A casa dos pais é a escola doméstica. Nela as crianças têm o direito ao pão para a boca e à palavra e ao exemplo para a alma. Não basta garantir a comodidade física, ou o uso de luxos e de ninharias, é preciso suplementar a alma com o ensino de boas regras morais e de convívio com os outros, se possível dando o exemplo.
Quantos pais estão a proceder como educadores domésticos? Quantos pensam que a educação é um problema, não deles, mas do Estado, quer dizer, que a Escola oficial cuide da educação dos filhos. E, todavia, nada de mais errado. Essencialmente, a educação cívica e moral pertence ao dever dos pais, que podem, querendo, procurar um complemento nas catequeses das igrejas. À escola pertence a instrução, que difere de educação. Um aluno bem educado pode não ser bem instruído, e um bem instruído pode ser mal educado.

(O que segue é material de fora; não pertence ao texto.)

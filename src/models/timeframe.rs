use chrono::{DateTime, Duration, Utc};
use serde::{Deserialize, Serialize};
use std::fmt;
use std::str::FromStr;

use crate::error::Error;

/// Timeframe of a candlestick series.
///
/// Only fixed-duration Binance intervals are supported. Calendar-variable
/// intervals (months) have no fixed grid and are rejected at parse time.
#[derive(Debug, Clone, Copy, PartialEq, Eq, Hash, Serialize, Deserialize)]
pub enum Timeframe {
    /// 1-minute candles
    Minute1,
    /// 3-minute candles
    Minute3,
    /// 5-minute candles
    Minute5,
    /// 15-minute candles
    Minute15,
    /// 30-minute candles
    Minute30,
    /// 1-hour candles
    Hour1,
    /// 2-hour candles
    Hour2,
    /// 4-hour candles
    Hour4,
    /// 6-hour candles
    Hour6,
    /// 8-hour candles
    Hour8,
    /// 12-hour candles
    Hour12,
    /// Daily candles
    Day1,
    /// 3-day candles
    Day3,
    /// Weekly candles (open Monday 00:00 UTC)
    Week1,
}

impl Timeframe {
    /// Convert to the Binance interval string representation.
    pub fn to_interval_string(&self) -> &'static str {
        match self {
            Timeframe::Minute1 => "1m",
            Timeframe::Minute3 => "3m",
            Timeframe::Minute5 => "5m",
            Timeframe::Minute15 => "15m",
            Timeframe::Minute30 => "30m",
            Timeframe::Hour1 => "1h",
            Timeframe::Hour2 => "2h",
            Timeframe::Hour4 => "4h",
            Timeframe::Hour6 => "6h",
            Timeframe::Hour8 => "8h",
            Timeframe::Hour12 => "12h",
            Timeframe::Day1 => "1d",
            Timeframe::Day3 => "3d",
            Timeframe::Week1 => "1w",
        }
    }

    /// Fixed duration of one candle.
    pub fn duration(&self) -> Duration {
        match self {
            Timeframe::Minute1 => Duration::minutes(1),
            Timeframe::Minute3 => Duration::minutes(3),
            Timeframe::Minute5 => Duration::minutes(5),
            Timeframe::Minute15 => Duration::minutes(15),
            Timeframe::Minute30 => Duration::minutes(30),
            Timeframe::Hour1 => Duration::hours(1),
            Timeframe::Hour2 => Duration::hours(2),
            Timeframe::Hour4 => Duration::hours(4),
            Timeframe::Hour6 => Duration::hours(6),
            Timeframe::Hour8 => Duration::hours(8),
            Timeframe::Hour12 => Duration::hours(12),
            Timeframe::Day1 => Duration::days(1),
            Timeframe::Day3 => Duration::days(3),
            Timeframe::Week1 => Duration::weeks(1),
        }
    }

    /// Offset of the candle grid from the Unix epoch.
    ///
    /// Weekly candles open on Monday 00:00 UTC; the epoch fell on a
    /// Thursday, so the weekly grid is shifted by four days. Every other
    /// interval divides a day and is epoch-aligned.
    fn grid_offset(&self) -> Duration {
        match self {
            Timeframe::Week1 => Duration::days(4),
            _ => Duration::zero(),
        }
    }

    /// Largest grid-aligned instant not after `t`.
    pub fn align_floor(&self, t: DateTime<Utc>) -> DateTime<Utc> {
        let step = self.duration().num_milliseconds();
        let offset = self.grid_offset().num_milliseconds();
        let rem = (t.timestamp_millis() - offset).rem_euclid(step);
        t - Duration::milliseconds(rem)
    }

    /// Smallest grid-aligned instant not before `t`.
    pub fn align_ceil(&self, t: DateTime<Utc>) -> DateTime<Utc> {
        let floored = self.align_floor(t);
        if floored == t {
            t
        } else {
            floored + self.duration()
        }
    }

    /// Get all supported timeframes.
    pub fn all() -> Vec<Timeframe> {
        vec![
            Timeframe::Minute1,
            Timeframe::Minute3,
            Timeframe::Minute5,
            Timeframe::Minute15,
            Timeframe::Minute30,
            Timeframe::Hour1,
            Timeframe::Hour2,
            Timeframe::Hour4,
            Timeframe::Hour6,
            Timeframe::Hour8,
            Timeframe::Hour12,
            Timeframe::Day1,
            Timeframe::Day3,
            Timeframe::Week1,
        ]
    }
}

impl fmt::Display for Timeframe {
    fn fmt(&self, f: &mut fmt::Formatter<'_>) -> fmt::Result {
        write!(f, "{}", self.to_interval_string())
    }
}

impl FromStr for Timeframe {
    type Err = Error;

    fn from_str(s: &str) -> Result<Self, Self::Err> {
        Timeframe::all()
            .into_iter()
            .find(|tf| tf.to_interval_string() == s)
            .ok_or_else(|| {
                Error::UnsupportedTimeframe(format!(
                    "{} (supported: 1m, 3m, 5m, 15m, 30m, 1h, 2h, 4h, 6h, 8h, 12h, 1d, 3d, 1w)",
                    s
                ))
            })
    }
}
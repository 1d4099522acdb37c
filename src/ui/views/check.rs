use berth::application::check::{CheckItem, CheckResult, CheckStatus};

use crate::ui::primitives::icon::Icon;

pub fn render_check_header(project: &str, supports_color: bool, supports_unicode: bool) -> String {
    format!(
        "{} Berth Check: {}\n\n",
        Icon::Check.colored(supports_color, supports_unicode),
        project
    )
}

pub fn render_check_item(
    item: &CheckItem,
    verbose: bool,
    supports_color: bool,
    supports_unicode: bool,
) -> String {
    let icon = match item.status {
        CheckStatus::Pass => Icon::Success,
        CheckStatus::Warning => Icon::Warning,
        CheckStatus::Error => Icon::Error,
    }
    .colored(supports_color, supports_unicode);
    let arrow = Icon::Arrow.colored(supports_color, supports_unicode);

    let mut out = format!("  {} {} - {}\n", icon, item.name, item.message);
    if let Some(rec) = &item.recommendation {
        out.push_str(&format!("    {} {}\n", arrow, rec));
    }
    // Failures always show their details.
    if verbose || item.status == CheckStatus::Error {
        for detail in &item.details {
            out.push_str(&format!("    {} {}\n", arrow, detail));
        }
    }
    out
}

pub fn render_check_summary(
    result: &CheckResult,
    supports_color: bool,
    supports_unicode: bool,
) -> String {
    let (icon, title) = if !result.is_success() {
        (Icon::Error, "Check FAILED")
    } else if result.warnings > 0 {
        (Icon::Warning, "Check passed with warnings")
    } else {
        (Icon::Success, "All checks passed")
    };

    format!(
        "\n{} {}: {} passed, {} warning(s), {} error(s)\n",
        icon.colored(supports_color, supports_unicode),
        title,
        result.passed,
        result.warnings,
        result.errors
    )
}

#[cfg(test)]
mod tests {
    use super::*;

    fn item(status: CheckStatus) -> CheckItem {
        CheckItem {
            name: "package anyio".to_string(),
            status,
            message: "anyio==4.9.0 not found in wheelhouse".to_string(),
            recommendation: None,
            details: vec!["available: 4.8.0".to_string()],
        }
    }

    #[test]
    fn error_item_shows_details() {
        let rendered = render_check_item(&item(CheckStatus::Error), false, false, false);
        assert_eq!(
            rendered,
            "  [FAIL] package anyio - anyio==4.9.0 not found in wheelhouse\n    [>] available: 4.8.0\n"
        );
    }

    #[test]
    fn passing_item_hides_details_unless_verbose() {
        let quiet = render_check_item(&item(CheckStatus::Pass), false, false, false);
        assert!(!quiet.contains("available"));

        let verbose = render_check_item(&item(CheckStatus::Pass), true, false, false);
        assert!(verbose.contains("[>] available: 4.8.0"));
    }

    #[test]
    fn summary_reflects_counts() {
        let result = CheckResult {
            items: Vec::new(),
            passed: 4,
            warnings: 1,
            errors: 0,
        };
        insta::assert_snapshot!(
            render_check_summary(&result, false, false).trim(),
            @"[WARN] Check passed with warnings: 4 passed, 1 warning(s), 0 error(s)"
        );
    }
}
//! Check Use Case
//!
//! Validates a project without writing anything: configuration, lock,
//! index availability and integrity, source paths and the entry module.
//! Unlike a build it keeps going after the first problem.

use std::path::Path;

use crate::config::ConfigWarning;
use crate::domain::ports::{FileSystem, IndexError, LockRepository, PackageIndex};
use crate::error::DependencyResolutionError;

use super::launch::probe_port;
use super::pipeline::BuildSettings;

/// Result of a single check
#[derive(Debug, Clone)]
pub struct CheckItem {
    /// Name of the check (e.g., "lock", "package starlette")
    pub name: String,
    pub status: CheckStatus,
    pub message: String,
    /// How to fix the problem
    pub recommendation: Option<String>,
    pub details: Vec<String>,
}

/// Status of a check
#[derive(Debug, Clone, Copy, PartialEq, Eq)]
pub enum CheckStatus {
    Pass,
    Warning,
    Error,
}

impl CheckStatus {
    pub fn as_str(&self) -> &'static str {
        match self {
            CheckStatus::Pass => "pass",
            CheckStatus::Warning => "warning",
            CheckStatus::Error => "error",
        }
    }
}

/// Result of the check operation
#[derive(Debug, Clone, Default)]
pub struct CheckResult {
    pub items: Vec<CheckItem>,
    pub passed: usize,
    pub warnings: usize,
    pub errors: usize,
}

impl CheckResult {
    /// No errors; warnings allowed
    pub fn is_success(&self) -> bool {
        self.errors == 0
    }

    pub fn is_clean(&self) -> bool {
        self.errors == 0 && self.warnings == 0
    }

    fn push(&mut self, item: CheckItem) {
        match item.status {
            CheckStatus::Pass => self.passed += 1,
            CheckStatus::Warning => self.warnings += 1,
            CheckStatus::Error => self.errors += 1,
        }
        self.items.push(item);
    }
}

fn item(name: impl Into<String>, status: CheckStatus, message: impl Into<String>) -> CheckItem {
    CheckItem {
        name: name.into(),
        status,
        message: message.into(),
        recommendation: None,
        details: Vec::new(),
    }
}

/// Check Use Case
pub struct CheckUseCase<LR, IX, FS>
where
    LR: LockRepository,
    IX: PackageIndex,
    FS: FileSystem,
{
    lock_repo: LR,
    index: IX,
    fs: FS,
}

impl<LR, IX, FS> CheckUseCase<LR, IX, FS>
where
    LR: LockRepository,
    IX: PackageIndex,
    FS: FileSystem,
{
    pub fn new(lock_repo: LR, index: IX, fs: FS) -> Self {
        Self {
            lock_repo,
            index,
            fs,
        }
    }

    /// Run every check; the callback sees each item as it is produced.
    pub fn execute_with_callback<F>(
        &self,
        settings: &BuildSettings,
        config_warnings: &[ConfigWarning],
        mut on_item: F,
    ) -> CheckResult
    where
        F: FnMut(&CheckItem),
    {
        let mut result = CheckResult::default();
        let mut emit = |result: &mut CheckResult, item: CheckItem| {
            on_item(&item);
            result.push(item);
        };

        for item in self.check_config(config_warnings) {
            emit(&mut result, item);
        }
        for item in self.check_dependencies(settings) {
            emit(&mut result, item);
        }
        for item in self.check_sources(settings) {
            emit(&mut result, item);
        }
        emit(&mut result, self.check_port(settings));

        tracing::debug!(
            passed = result.passed,
            warnings = result.warnings,
            errors = result.errors,
            "check finished"
        );
        result
    }

    pub fn execute(&self, settings: &BuildSettings, config_warnings: &[ConfigWarning]) -> CheckResult {
        self.execute_with_callback(settings, config_warnings, |_| {})
    }

    fn check_config(&self, warnings: &[ConfigWarning]) -> Vec<CheckItem> {
        if warnings.is_empty() {
            return vec![item("config", CheckStatus::Pass, "configuration is valid")];
        }

        warnings
            .iter()
            .map(|w| {
                let location = match w.line {
                    Some(line) => format!("{}:{}", w.file.display(), line),
                    None => w.file.display().to_string(),
                };
                let mut warning = item(
                    "config",
                    CheckStatus::Warning,
                    format!("unknown key '{}' in {}", w.key, location),
                );
                warning.recommendation = w
                    .suggestion
                    .as_ref()
                    .map(|s| format!("did you mean '{}'?", s));
                warning
            })
            .collect()
    }

    fn check_dependencies(&self, settings: &BuildSettings) -> Vec<CheckItem> {
        let mut items = Vec::new();

        let lock = match self.lock_repo.load(&settings.lock_path) {
            Ok(lock) => lock,
            Err(err) => {
                let mut failed = item("lock", CheckStatus::Error, err.to_string());
                if matches!(err, DependencyResolutionError::LockMissing { .. }) {
                    failed.recommendation =
                        Some("generate a lock file before building".to_string());
                }
                items.push(failed);
                return items;
            }
        };
        items.push(item(
            "lock",
            CheckStatus::Pass,
            format!("{} locked package(s)", lock.len()),
        ));

        match lock.check_requirements(&settings.requirements) {
            Ok(()) => items.push(item(
                "requirements",
                CheckStatus::Pass,
                format!("{} requirement(s) locked", settings.requirements.len()),
            )),
            Err(violation) => {
                let mut failed = item("requirements", CheckStatus::Error, violation.to_string());
                failed.recommendation = Some("re-lock the project dependencies".to_string());
                items.push(failed);
            }
        }

        let mut tooling = Vec::new();
        for package in lock.packages() {
            let name = format!("package {}", package.name());
            let pinned = format!("{}=={}", package.name(), package.version());
            if settings.tooling.contains(package.name()) {
                tooling.push(package.name().to_string());
            }

            let dir = match self.index.locate(package.name(), package.version()) {
                Ok(dir) => dir,
                Err(IndexError::NotFound { available }) => {
                    let mut failed = item(
                        name,
                        CheckStatus::Error,
                        format!("{} not found in {}", pinned, self.index.root().display()),
                    );
                    if !available.is_empty() {
                        failed
                            .details
                            .push(format!("available: {}", available.join(", ")));
                    }
                    items.push(failed);
                    continue;
                }
                Err(IndexError::Io(err)) => {
                    items.push(item(name, CheckStatus::Error, err.to_string()));
                    continue;
                }
            };

            match self.fs.tree_digest(&dir) {
                Ok(actual) if &actual == package.hash() => {
                    items.push(item(name, CheckStatus::Pass, format!("{} verified", pinned)));
                }
                Ok(actual) => {
                    let mut failed = item(
                        name,
                        CheckStatus::Error,
                        format!("{} does not match its locked hash", pinned),
                    );
                    failed.details.push(format!("expected {}", package.hash()));
                    failed.details.push(format!("actual   {}", actual));
                    items.push(failed);
                }
                Err(err) => items.push(item(name, CheckStatus::Error, err.to_string())),
            }
        }

        if !tooling.is_empty() {
            let mut note = item(
                "tooling",
                CheckStatus::Pass,
                format!("{} build-only package(s) left out of the image", tooling.len()),
            );
            note.details = tooling;
            items.push(note);
        }

        items
    }

    fn check_sources(&self, settings: &BuildSettings) -> Vec<CheckItem> {
        let mut items = Vec::new();
        let root = &settings.project_root;

        for source in &settings.source_paths {
            let name = format!("source {}", source.display());
            if source.is_absolute() {
                items.push(item(
                    name,
                    CheckStatus::Error,
                    "source paths must be relative to the project root",
                ));
            } else if self.fs.exists(&root.join(source)) {
                items.push(item(name, CheckStatus::Pass, "present"));
            } else {
                items.push(item(name, CheckStatus::Error, "missing"));
            }
        }

        let module = &settings.entry.module;
        let found = module.candidate_files().into_iter().find(|candidate| {
            settings
                .source_paths
                .iter()
                .any(|source| candidate.starts_with(source))
                && self.fs.exists(&root.join(candidate))
        });
        items.push(match found {
            Some(file) => item(
                "entry module",
                CheckStatus::Pass,
                format!("{} -> {}", module, file.display()),
            ),
            None => {
                let mut failed = item(
                    "entry module",
                    CheckStatus::Error,
                    format!("module '{}' is not inside the copied sources", module),
                );
                failed.details = module
                    .candidate_files()
                    .iter()
                    .map(|c| format!("looked for {}", c.display()))
                    .collect();
                failed
            }
        });

        items
    }

    fn check_port(&self, settings: &BuildSettings) -> CheckItem {
        let port = settings.entry.port;
        match probe_port(port) {
            Ok(()) => item("port", CheckStatus::Pass, format!("port {} is free", port)),
            Err(err) => {
                let mut busy = item("port", CheckStatus::Warning, err.to_string());
                busy.recommendation = Some("stop the other listener or pass --port".to_string());
                busy
            }
        }
    }
}
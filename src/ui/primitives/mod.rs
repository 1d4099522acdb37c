pub mod icon;
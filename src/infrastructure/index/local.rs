//! Directory-backed package index
//!
//! Layout: `<root>/<name>/<version>/...` where each version directory holds
//! the unpacked distribution. Name directories may use any spelling that
//! normalizes to the package name (`Typing_Extensions/` serves
//! `typing-extensions`).

use std::fs;
use std::path::{Component, Path, PathBuf};

use crate::domain::ports::{IndexError, PackageIndex};
use crate::domain::value_objects::PackageName;

#[derive(Debug, Clone)]
pub struct LocalPackageIndex {
    root: PathBuf,
}

impl LocalPackageIndex {
    pub fn new(root: impl Into<PathBuf>) -> Self {
        Self { root: root.into() }
    }

    fn package_dir(&self, name: &PackageName) -> Result<Option<PathBuf>, IndexError> {
        let direct = self.root.join(name.as_str());
        if direct.is_dir() {
            return Ok(Some(direct));
        }
        if !self.root.is_dir() {
            return Ok(None);
        }

        let mut matches = Vec::new();
        for entry in fs::read_dir(&self.root).map_err(IndexError::Io)? {
            let entry = entry.map_err(IndexError::Io)?;
            let Some(file_name) = entry.file_name().to_str().map(str::to_string) else {
                continue;
            };
            if entry.path().is_dir()
                && PackageName::new(&file_name).is_ok_and(|candidate| &candidate == name)
            {
                matches.push(entry.path());
            }
        }
        matches.sort();
        Ok(matches.into_iter().next())
    }

    fn versions_in(dir: &Path) -> Vec<String> {
        let mut versions: Vec<String> = fs::read_dir(dir)
            .into_iter()
            .flatten()
            .flatten()
            .filter(|entry| entry.path().is_dir())
            .filter_map(|entry| entry.file_name().to_str().map(str::to_string))
            .collect();
        versions.sort();
        versions
    }
}

impl PackageIndex for LocalPackageIndex {
    fn root(&self) -> &Path {
        &self.root
    }

    fn locate(&self, name: &PackageName, version: &str) -> Result<PathBuf, IndexError> {
        let Some(package_dir) = self.package_dir(name)? else {
            return Err(IndexError::NotFound {
                available: Vec::new(),
            });
        };

        // A version is one directory name; anything else would leave package_dir.
        let single_component = matches!(
            Path::new(version).components().collect::<Vec<_>>().as_slice(),
            [Component::Normal(_)]
        );
        let dist = package_dir.join(version);
        if single_component && dist.parent() == Some(package_dir.as_path()) && dist.is_dir() {
            tracing::debug!(package = %name, version, path = %dist.display(), "index hit");
            Ok(dist)
        } else {
            Err(IndexError::NotFound {
                available: Self::versions_in(&package_dir),
            })
        }
    }
}

#[cfg(test)]
mod tests {
    use super::*;
    use tempfile::tempdir;

    fn name(s: &str) -> PackageName {
        PackageName::new(s).unwrap()
    }

    #[test]
    fn locates_exact_version() {
        let dir = tempdir().unwrap();
        fs::create_dir_all(dir.path().join("anyio").join("4.9.0")).unwrap();

        let index = LocalPackageIndex::new(dir.path());
        let found = index.locate(&name("anyio"), "4.9.0").unwrap();
        assert_eq!(found, dir.path().join("anyio").join("4.9.0"));
    }

    #[test]
    fn locates_through_unnormalized_directory_name() {
        let dir = tempdir().unwrap();
        fs::create_dir_all(dir.path().join("Typing_Extensions").join("4.12.2")).unwrap();

        let index = LocalPackageIndex::new(dir.path());
        assert!(index.locate(&name("typing-extensions"), "4.12.2").is_ok());
    }

    #[test]
    fn missing_version_lists_available() {
        let dir = tempdir().unwrap();
        fs::create_dir_all(dir.path().join("starlette").join("0.46.2")).unwrap();
        fs::create_dir_all(dir.path().join("starlette").join("0.45.3")).unwrap();

        let index = LocalPackageIndex::new(dir.path());
        match index.locate(&name("starlette"), "9.9.9") {
            Err(IndexError::NotFound { available }) => {
                assert_eq!(available, vec!["0.45.3", "0.46.2"]);
            }
            other => panic!("expected NotFound, got {other:?}"),
        }
    }

    #[test]
    fn versions_that_leave_the_package_directory_are_not_found() {
        let dir = tempdir().unwrap();
        fs::create_dir_all(dir.path().join("anyio").join("4.9.0")).unwrap();
        fs::create_dir_all(dir.path().join("x")).unwrap();

        let index = LocalPackageIndex::new(dir.path());
        let outside = dir.path().join("x");
        for version in ["../x", outside.to_str().unwrap(), ".", "4.9.0/.."] {
            assert!(
                matches!(
                    index.locate(&name("anyio"), version),
                    Err(IndexError::NotFound { .. })
                ),
                "{version} should not be located"
            );
        }
    }

    #[test]
    fn missing_package_and_missing_index_are_not_found() {
        let dir = tempdir().unwrap();
        let index = LocalPackageIndex::new(dir.path());
        assert!(matches!(
            index.locate(&name("ghost"), "1.0"),
            Err(IndexError::NotFound { .. })
        ));

        let absent = LocalPackageIndex::new(dir.path().join("nope"));
        assert!(matches!(
            absent.locate(&name("ghost"), "1.0"),
            Err(IndexError::NotFound { .. })
        ));
    }
}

É da boa educação que procede a harmonia nas escolas. De outro modo há desarmonia e luta de classes: alunos contra professores e professores contra alunos. Nunca se viu tamanho fenómeno como este da guerra nas escolas. As causas são óbvias: a escola doméstica não funciona e a escola oficial ou pública não está preparada para assumir o que é dever da família.